Role of imaging for eligibility and safety of a-NGF clinical trials

Abstract

Nerve growth factor (a-NGF) inhibitors have been developed for pain treatment including symptomatic osteoarthritis (OA) and have proven analgesic efficacy and improvement in functional outcomes in patients with OA. However, despite initial promising data, a-NGF clinical trials focusing on OA treatment had been suspended in 2010. Reasons were based on concerns regarding accelerated OA progression but were resumed in 2015 including detailed safety mitigation based on imaging. In 2021, an FDA advisory committee voted against approving tanezumab (one of the a-NGF compounds being evaluated) and declared that the risk evaluation and mitigation strategy was not sufficient to mitigate potential safety risks.

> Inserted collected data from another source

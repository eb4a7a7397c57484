//! Tesseract OCR backend via the command-line tool.

use std::path::Path;
use std::process::Command;

use super::backend::{OcrBackend, OcrConfig, OcrError};
use super::tools::{check_binary, PDFTOPPM_NOT_FOUND};

pub struct TesseractBackend {
    config: OcrConfig,
}

impl TesseractBackend {
    pub fn new() -> Self {
        Self::with_config(OcrConfig::default())
    }

    pub fn with_config(config: OcrConfig) -> Self {
        Self { config }
    }

    pub fn config(&self) -> &OcrConfig {
        &self.config
    }

    /// Installed language packs, from `tesseract --list-langs`.
    pub fn installed_languages() -> Result<Vec<String>, OcrError> {
        let output = match Command::new("tesseract").arg("--list-langs").output() {
            Ok(output) => output,
            Err(e) if e.kind() == std::io::ErrorKind::NotFound => {
                return Err(OcrError::BackendNotAvailable(
                    "tesseract not found (install tesseract-ocr)".to_string(),
                ))
            }
            Err(e) => return Err(OcrError::Io(e)),
        };
        // Older releases print the list on stderr.
        let listing = if output.stdout.is_empty() {
            String::from_utf8_lossy(&output.stderr).to_string()
        } else {
            String::from_utf8_lossy(&output.stdout).to_string()
        };
        Ok(parse_language_list(&listing))
    }

    /// Language packs named in the configured language list but not installed.
    pub fn missing_languages(&self) -> Result<Vec<String>, OcrError> {
        let installed = Self::installed_languages()?;
        Ok(self
            .config
            .language
            .split('+')
            .filter(|lang| !lang.is_empty() && !installed.iter().any(|i| i == lang))
            .map(String::from)
            .collect())
    }
}

impl Default for TesseractBackend {
    fn default() -> Self {
        Self::new()
    }
}

fn parse_language_list(listing: &str) -> Vec<String> {
    listing
        .lines()
        .map(str::trim)
        .filter(|l| !l.is_empty() && !l.starts_with("List of available languages"))
        .map(String::from)
        .collect()
}

impl OcrBackend for TesseractBackend {
    fn name(&self) -> &'static str {
        "tesseract"
    }

    fn is_available(&self) -> bool {
        check_binary("tesseract") && check_binary("pdftoppm")
    }

    fn availability_hint(&self) -> String {
        if !check_binary("tesseract") {
            "Tesseract not installed. Install with: apt install tesseract-ocr tesseract-ocr-por"
                .to_string()
        } else if !check_binary("pdftoppm") {
            PDFTOPPM_NOT_FOUND.to_string()
        } else {
            "Tesseract is available".to_string()
        }
    }

    fn run_ocr(&self, image_path: &Path) -> Result<String, OcrError> {
        let output = Command::new("tesseract")
            .arg(image_path)
            .arg("stdout")
            .args(["-l", &self.config.language])
            .output();

        match output {
            Ok(output) if output.status.success() => {
                Ok(String::from_utf8_lossy(&output.stdout).to_string())
            }
            Ok(output) => {
                let stderr = String::from_utf8_lossy(&output.stderr);
                Err(OcrError::OcrFailed(format!("tesseract failed: {}", stderr.trim())))
            }
            Err(e) if e.kind() == std::io::ErrorKind::NotFound => Err(
                OcrError::BackendNotAvailable("tesseract not found (install tesseract-ocr)".to_string()),
            ),
            Err(e) => Err(OcrError::Io(e)),
        }
    }
}

#[cfg(test)]
mod tests {
    use super::*;

    #[test]
    fn test_parse_language_list() {
        let listing = "List of available languages in \"/usr/share/tessdata/\" (3):\neng\nosd\npor\n";
        assert_eq!(parse_language_list(listing), vec!["eng", "osd", "por"]);
    }

    #[test]
    fn test_default_config() {
        let backend = TesseractBackend::default();
        assert_eq!(backend.config().language, "por+eng");
        assert_eq!(backend.config().dpi, 300);
        assert_eq!(backend.name(), "tesseract");
    }
}
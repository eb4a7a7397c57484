//! Content-derived identity and validation status.

use data_encoding::BASE32_NOPAD;
use sha2::{Digest, Sha256};

use crate::candidates::PrimaryValues;
use crate::models::{Field, ValidationStatus};

/// Length of a draft id in base-32 characters.
pub const ID_LENGTH: usize = 16;

/// Fields that must all be present for a draft to be `ok`.
pub const CRITICAL_FIELDS: [Field; 6] = [
    Field::Empresa,
    Field::CnpjEmpresa,
    Field::Colaborador,
    Field::CpfColaborador,
    Field::Mes,
    Field::ValorLiquido,
];

/// Stable id from the identifying fields and the source filename.
///
/// The same inputs always give the same id; any differing input gives a
/// different one.
pub fn compute_id(empresa: &str, cnpj: &str, colaborador: &str, mes: &str, fonte: &str) -> String {
    let digest = Sha256::digest(format!("{}|{}|{}|{}|{}", empresa, cnpj, colaborador, mes, fonte));
    let mut id = BASE32_NOPAD.encode(&digest);
    id.truncate(ID_LENGTH);
    id
}

/// Id for a set of selected values.
pub fn id_for(values: &PrimaryValues, fonte: &str) -> String {
    compute_id(
        values.get(Field::Empresa),
        values.get(Field::CnpjEmpresa),
        values.get(Field::Colaborador),
        values.get(Field::Mes),
        fonte,
    )
}

/// Critical fields that are still empty.
pub fn missing_critical(get: impl Fn(Field) -> bool) -> Vec<Field> {
    CRITICAL_FIELDS.iter().copied().filter(|f| !get(*f)).collect()
}

/// `ok` when every critical field is set. Advisory only.
pub fn validation_status(values: &PrimaryValues) -> ValidationStatus {
    if missing_critical(|f| values.is_set(f)).is_empty() {
        ValidationStatus::Ok
    } else {
        ValidationStatus::Pendente
    }
}

#[cfg(test)]
mod tests {
    use super::*;

    #[test]
    fn test_id_is_digest_prefix() {
        let digest = Sha256::digest("ACME|12.345.678/0001-90|JOAO|2024-07|julho.pdf");
        let id = compute_id("ACME", "12.345.678/0001-90", "JOAO", "2024-07", "julho.pdf");
        assert_eq!(id, BASE32_NOPAD.encode(&digest)[..ID_LENGTH]);
    }

    #[test]
    fn test_id_is_deterministic() {
        let a = compute_id("ACME", "12.345.678/0001-90", "JOAO", "2024-07", "julho.pdf");
        let b = compute_id("ACME", "12.345.678/0001-90", "JOAO", "2024-07", "julho.pdf");
        assert_eq!(a, b);
        assert_eq!(a.len(), ID_LENGTH);
        assert!(a
            .chars()
            .all(|c| c.is_ascii_uppercase() || ('2'..='7').contains(&c)));
    }

    #[test]
    fn test_id_differs_across_employees_and_periods() {
        let base = compute_id("ACME", "12.345.678/0001-90", "JOAO", "2024-07", "a.pdf");
        let other_employee = compute_id("ACME", "12.345.678/0001-90", "MARIA", "2024-07", "a.pdf");
        let other_period = compute_id("ACME", "12.345.678/0001-90", "JOAO", "2024-08", "a.pdf");
        assert_ne!(base, other_employee);
        assert_ne!(base, other_period);
        assert_ne!(other_employee, other_period);
    }

    #[test]
    fn test_field_separator_prevents_shifted_collisions() {
        assert_ne!(
            compute_id("AB", "C", "", "", ""),
            compute_id("A", "BC", "", "", "")
        );
    }

    #[test]
    fn test_missing_critical() {
        let missing = missing_critical(|f| f != Field::CpfColaborador && f != Field::ValorLiquido);
        assert_eq!(missing, vec![Field::CpfColaborador, Field::ValorLiquido]);
    }
}
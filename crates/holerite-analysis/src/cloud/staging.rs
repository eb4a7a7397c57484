//! Object storage staging for documents too large to analyze inline.

use async_trait::async_trait;

use super::CloudError;

/// Location of a staged object.
#[derive(Debug, Clone, PartialEq, Eq)]
pub struct StagedObject {
    pub bucket: String,
    pub key: String,
}

/// Write-only object storage used to hand large documents to the analysis
/// service.
#[async_trait]
pub trait ObjectStaging: Send + Sync {
    async fn stage(&self, key: &str, bytes: &[u8]) -> Result<StagedObject, CloudError>;
}

/// Object key for a staged document: `{prefix}/{uuid}-{filename}`.
///
/// The filename is reduced to its last path component, and characters
/// outside `[A-Za-z0-9._-]` become `_`.
pub fn staging_key(prefix: &str, filename: &str) -> String {
    let base = filename.rsplit(['/', '\\']).next().unwrap_or(filename);
    let safe: String = base
        .chars()
        .map(|c| {
            if c.is_ascii_alphanumeric() || matches!(c, '.' | '_' | '-') {
                c
            } else {
                '_'
            }
        })
        .collect();
    let prefix = prefix.trim_matches('/');
    let id = uuid::Uuid::new_v4();
    if prefix.is_empty() {
        format!("{}-{}", id, safe)
    } else {
        format!("{}/{}-{}", prefix, id, safe)
    }
}

#[cfg(feature = "textract")]
mod s3 {
    use async_trait::async_trait;
    use aws_sdk_s3::error::DisplayErrorContext;
    use aws_sdk_s3::primitives::ByteStream;
    use aws_sdk_s3::Client;
    use tracing::debug;

    use super::{ObjectStaging, StagedObject};
    use crate::cloud::CloudError;

    /// S3 bucket staging.
    pub struct S3Staging {
        client: Client,
        bucket: String,
    }

    impl S3Staging {
        pub fn new(client: Client, bucket: impl Into<String>) -> Self {
            Self {
                client,
                bucket: bucket.into(),
            }
        }
    }

    #[async_trait]
    impl ObjectStaging for S3Staging {
        async fn stage(&self, key: &str, bytes: &[u8]) -> Result<StagedObject, CloudError> {
            self.client
                .put_object()
                .bucket(&self.bucket)
                .key(key)
                .content_type("application/pdf")
                .body(ByteStream::from(bytes.to_vec()))
                .send()
                .await
                .map_err(|e| CloudError::Staging(DisplayErrorContext(&e).to_string()))?;
            debug!("Staged {} bytes at s3://{}/{}", bytes.len(), self.bucket, key);
            Ok(StagedObject {
                bucket: self.bucket.clone(),
                key: key.to_string(),
            })
        }
    }
}

#[cfg(feature = "textract")]
pub use s3::S3Staging;

#[cfg(test)]
mod tests {
    use super::*;

    #[test]
    fn test_staging_key_shape() {
        let key = staging_key("holerite-uploads/", "lote/Julho 2024.pdf");
        assert!(key.starts_with("holerite-uploads/"));
        assert!(key.ends_with("-Julho_2024.pdf"));
        // prefix + '/' + 36-char uuid + '-' + name
        assert_eq!(key.len(), "holerite-uploads/".len() + 36 + 1 + "Julho_2024.pdf".len());
    }

    #[test]
    fn test_staging_keys_are_unique() {
        assert_ne!(staging_key("p", "a.pdf"), staging_key("p", "a.pdf"));
        assert!(!staging_key("", "a.pdf").starts_with('/'));
    }
}
//! Configuration.
//!
//! Config files are discovered with `prefer` and parsed with serde by
//! extension. Every section falls back to its `Default`, and the defaults
//! read environment overrides, so a missing file still honors
//! `HOLERITE_*` variables.

use std::collections::BTreeMap;
use std::path::{Path, PathBuf};
use std::str::FromStr;

use serde::{Deserialize, Serialize};
use tracing::{debug, warn};

use crate::error::ConfigError;
use crate::extract::FieldRegistry;

/// Default S3 key prefix for staged documents.
pub const DEFAULT_S3_PREFIX: &str = "holerite-uploads";

const MIB: u64 = 1024 * 1024;

fn env_var(name: &str) -> Option<String> {
    std::env::var(name).ok().filter(|s| !s.trim().is_empty())
}

fn env_parse<T: FromStr>(name: &str) -> Option<T> {
    let raw = env_var(name)?;
    match raw.trim().parse() {
        Ok(value) => Some(value),
        Err(_) => {
            warn!("Ignoring invalid {}={}", name, raw);
            None
        }
    }
}

fn env_flag(name: &str) -> Option<bool> {
    env_var(name).map(|v| {
        let v = v.trim();
        v == "1" || v.eq_ignore_ascii_case("true") || v.eq_ignore_ascii_case("yes")
    })
}

/// Text acquisition thresholds and local tool settings.
#[derive(Debug, Clone, PartialEq, Eq, Serialize, Deserialize)]
#[serde(default)]
pub struct AcquisitionConfig {
    /// Minimum non-whitespace chars for the native text layer to be accepted.
    pub min_native_chars: usize,
    /// Minimum non-whitespace chars for local OCR output to be accepted.
    pub min_ocr_chars: usize,
    /// Minimum distinct coverage keywords for any tier to be accepted.
    pub min_keyword_hits: usize,
    /// Domain markers counted for coverage, matched without accents or case.
    pub coverage_keywords: Vec<String>,
    /// Run every available tier and merge all candidates.
    pub cross_validate: bool,
    /// Tesseract language list.
    pub ocr_language: String,
    /// Rasterization resolution for OCR.
    pub ocr_dpi: u32,
}

impl Default for AcquisitionConfig {
    fn default() -> Self {
        Self {
            min_native_chars: 100,
            min_ocr_chars: 100,
            min_keyword_hits: 3,
            coverage_keywords: ["CNPJ", "LIQUIDO", "VENCIMENTOS", "DESCONTOS", "SALARIO", "CPF"]
                .into_iter()
                .map(String::from)
                .collect(),
            cross_validate: false,
            ocr_language: env_var("HOLERITE_OCR_LANG").unwrap_or_else(|| "por+eng".to_string()),
            ocr_dpi: env_parse("HOLERITE_OCR_DPI").unwrap_or(300),
        }
    }
}

/// Cloud document-analysis policy.
#[derive(Debug, Clone, PartialEq, Eq, Serialize, Deserialize)]
#[serde(default)]
pub struct CloudConfig {
    pub enabled: bool,
    #[serde(skip_serializing_if = "Option::is_none")]
    pub region: Option<String>,
    /// Bucket for staging documents above `sync_limit_bytes`.
    #[serde(skip_serializing_if = "Option::is_none")]
    pub bucket: Option<String>,
    pub prefix: String,
    /// Documents larger than this never leave the machine.
    pub max_document_bytes: u64,
    /// Documents up to this size are analyzed synchronously.
    pub sync_limit_bytes: u64,
    pub poll_interval_secs: u64,
    pub poll_max_attempts: u32,
}

impl Default for CloudConfig {
    fn default() -> Self {
        Self {
            enabled: env_flag("HOLERITE_CLOUD").unwrap_or(false),
            region: env_var("AWS_REGION"),
            bucket: env_var("HOLERITE_S3_BUCKET"),
            prefix: env_var("HOLERITE_S3_PREFIX").unwrap_or_else(|| DEFAULT_S3_PREFIX.to_string()),
            max_document_bytes: 50 * MIB,
            sync_limit_bytes: 5 * MIB,
            poll_interval_secs: 5,
            poll_max_attempts: 24,
        }
    }
}

impl CloudConfig {
    /// Whether a document of `size` bytes may be sent to the cloud tier.
    pub fn allows(&self, size: u64) -> bool {
        self.enabled && size <= self.max_document_bytes
    }

    /// Whether a document of `size` bytes needs the staged asynchronous path.
    pub fn needs_staging(&self, size: u64) -> bool {
        size > self.sync_limit_bytes
    }
}

/// Field rule additions and text cleanup settings.
#[derive(Debug, Clone, PartialEq, Eq, Serialize, Deserialize)]
#[serde(default)]
pub struct ExtractionConfig {
    /// Extra label regexes per field name, matched against accent-folded
    /// uppercase lines.
    #[serde(skip_serializing_if = "BTreeMap::is_empty")]
    pub extra_labels: BTreeMap<String, Vec<String>>,
    /// Phrases printed once per voucher copy; a second occurrence marks a
    /// duplicated copy.
    pub voucher_anchors: Vec<String>,
}

impl Default for ExtractionConfig {
    fn default() -> Self {
        Self {
            extra_labels: BTreeMap::new(),
            voucher_anchors: vec!["DECLARO TER RECEBIDO".to_string()],
        }
    }
}

impl ExtractionConfig {
    /// Build the field registry: built-in rules plus configured labels.
    pub fn registry(&self) -> FieldRegistry {
        FieldRegistry::with_label_patterns(
            self.extra_labels
                .iter()
                .map(|(field, labels)| (field.as_str(), labels.as_slice())),
        )
    }
}

/// Batch execution settings.
#[derive(Debug, Clone, PartialEq, Eq, Serialize, Deserialize)]
#[serde(default)]
pub struct BatchConfig {
    pub workers: usize,
}

impl Default for BatchConfig {
    fn default() -> Self {
        Self {
            workers: env_parse("HOLERITE_WORKERS").filter(|w| *w > 0).unwrap_or(4),
        }
    }
}

#[derive(Debug, Clone, Default, PartialEq, Eq, Serialize, Deserialize)]
pub struct Config {
    #[serde(default)]
    pub acquisition: AcquisitionConfig,
    #[serde(default)]
    pub cloud: CloudConfig,
    #[serde(default)]
    pub extraction: ExtractionConfig,
    #[serde(default)]
    pub batch: BatchConfig,
    /// Path to the config file this was loaded from (not serialized).
    #[serde(skip)]
    pub source_path: Option<PathBuf>,
}

impl Config {
    /// Discover and load the config file, falling back to defaults.
    pub async fn load() -> Self {
        match prefer::load("holerite").await {
            Ok(pref_config) => match pref_config.source_path() {
                Some(path) => match Self::load_from_path(path).await {
                    Ok(config) => config,
                    Err(e) => {
                        warn!("Ignoring config {}: {}", path.display(), e);
                        Self::default()
                    }
                },
                None => Self::default(),
            },
            Err(_) => {
                debug!("No config file found, using defaults");
                Self::default()
            }
        }
    }

    /// Load an explicit config file. The format follows the extension:
    /// TOML, YAML, otherwise JSON.
    pub async fn load_from_path(path: &Path) -> Result<Self, ConfigError> {
        let contents = tokio::fs::read_to_string(path).await?;
        let mut config = Self::parse(&contents, path)?;
        config.source_path = Some(path.to_path_buf());
        Ok(config)
    }

    fn parse(contents: &str, path: &Path) -> Result<Self, ConfigError> {
        let ext = path.extension().and_then(|e| e.to_str()).unwrap_or("json");
        Ok(match ext {
            "toml" => toml::from_str(contents)?,
            "yaml" | "yml" => serde_yaml::from_str(contents)?,
            _ => serde_json::from_str(contents)?,
        })
    }
}

#[cfg(test)]
mod tests {
    use super::*;
    use std::io::Write;

    fn write_config(name: &str, contents: &str) -> (tempfile::TempDir, PathBuf) {
        let dir = tempfile::tempdir().unwrap();
        let path = dir.path().join(name);
        let mut file = std::fs::File::create(&path).unwrap();
        file.write_all(contents.as_bytes()).unwrap();
        (dir, path)
    }

    #[test]
    fn test_defaults() {
        let config = AcquisitionConfig::default();
        assert_eq!(config.min_keyword_hits, 3);
        assert!(config.coverage_keywords.contains(&"CNPJ".to_string()));
        assert!(!config.cross_validate);

        let cloud = CloudConfig::default();
        assert_eq!(cloud.sync_limit_bytes, 5 * MIB);
        assert_eq!(cloud.poll_max_attempts, 24);
    }

    #[test]
    fn test_cloud_size_policy() {
        let cloud = CloudConfig {
            enabled: true,
            max_document_bytes: 10,
            sync_limit_bytes: 4,
            ..CloudConfig::default()
        };
        assert!(cloud.allows(10));
        assert!(!cloud.allows(11));
        assert!(!cloud.needs_staging(4));
        assert!(cloud.needs_staging(5));

        let disabled = CloudConfig {
            enabled: false,
            ..cloud
        };
        assert!(!disabled.allows(1));
    }

    #[tokio::test]
    async fn test_load_toml() {
        let (_dir, path) = write_config(
            "holerite.toml",
            r#"
[acquisition]
min_keyword_hits = 2
cross_validate = true

[extraction.extra_labels]
matricula = ['\bCRACHA\b']

[batch]
workers = 8
"#,
        );
        let config = Config::load_from_path(&path).await.unwrap();
        assert_eq!(config.acquisition.min_keyword_hits, 2);
        assert!(config.acquisition.cross_validate);
        assert_eq!(config.acquisition.min_native_chars, 100);
        assert_eq!(config.batch.workers, 8);
        assert_eq!(config.extraction.extra_labels["matricula"], vec![r"\bCRACHA\b"]);
        assert_eq!(config.extraction.voucher_anchors, vec!["DECLARO TER RECEBIDO"]);
        assert_eq!(config.source_path.as_deref(), Some(path.as_path()));
    }

    #[tokio::test]
    async fn test_load_yaml_and_json() {
        let (_dir, path) = write_config("holerite.yaml", "cloud:\n  enabled: true\n  poll_max_attempts: 3\n");
        let config = Config::load_from_path(&path).await.unwrap();
        assert!(config.cloud.enabled);
        assert_eq!(config.cloud.poll_max_attempts, 3);

        let (_dir, path) = write_config("holerite.json", r#"{"acquisition": {"min_ocr_chars": 40}}"#);
        let config = Config::load_from_path(&path).await.unwrap();
        assert_eq!(config.acquisition.min_ocr_chars, 40);
    }

    #[tokio::test]
    async fn test_load_errors() {
        let (_dir, path) = write_config("holerite.toml", "acquisition = [");
        assert!(matches!(
            Config::load_from_path(&path).await,
            Err(ConfigError::Toml(_))
        ));
        assert!(matches!(
            Config::load_from_path(Path::new("/nonexistent/holerite.json")).await,
            Err(ConfigError::Io(_))
        ));
    }

    #[test]
    fn test_registry_includes_extra_labels() {
        let mut extraction = ExtractionConfig::default();
        let base = extraction.registry().len();
        extraction
            .extra_labels
            .insert("cargo".to_string(), vec![r"\bOCUPACAO\b".to_string(), "(".to_string()]);
        // The invalid pattern is skipped; the valid one is added.
        assert_eq!(extraction.registry().len(), base + 1);
    }
}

Future clinical trials evaluating the efficacy of a-NGF or comparable molecules will need to define strict eligibility criteria and will have to include strategies to monitor safety closely. While disease-modifying effects are not the focus of a-NGF treatments, imaging plays an important role to evaluate eligibility of potential participants and to monitor safety during the course of these studies. Aim is to identify subjects with on-going safety findings at the time of inclusion, define those potential participants that are at increased risk for accelerated OA progression and to withdraw subjects from on-going studies in a timely fashion that exhibit imaging-confirmed structural safety events such as rapid progressive OA. OA efficacy- and a-NGF studies apply imaging for different purposes. In OA efficacy trials image acquisition and evaluation aims at maximizing sensitivity in order to capture structural effects between treated and non-treated participants in longitudinal fashion. In contrast, the aim of imaging in a-NGF trials is to enable detection of structural tissue alterations that either increase the risk of a negative outcome (eligibility) or may result in termination of treatment (safety).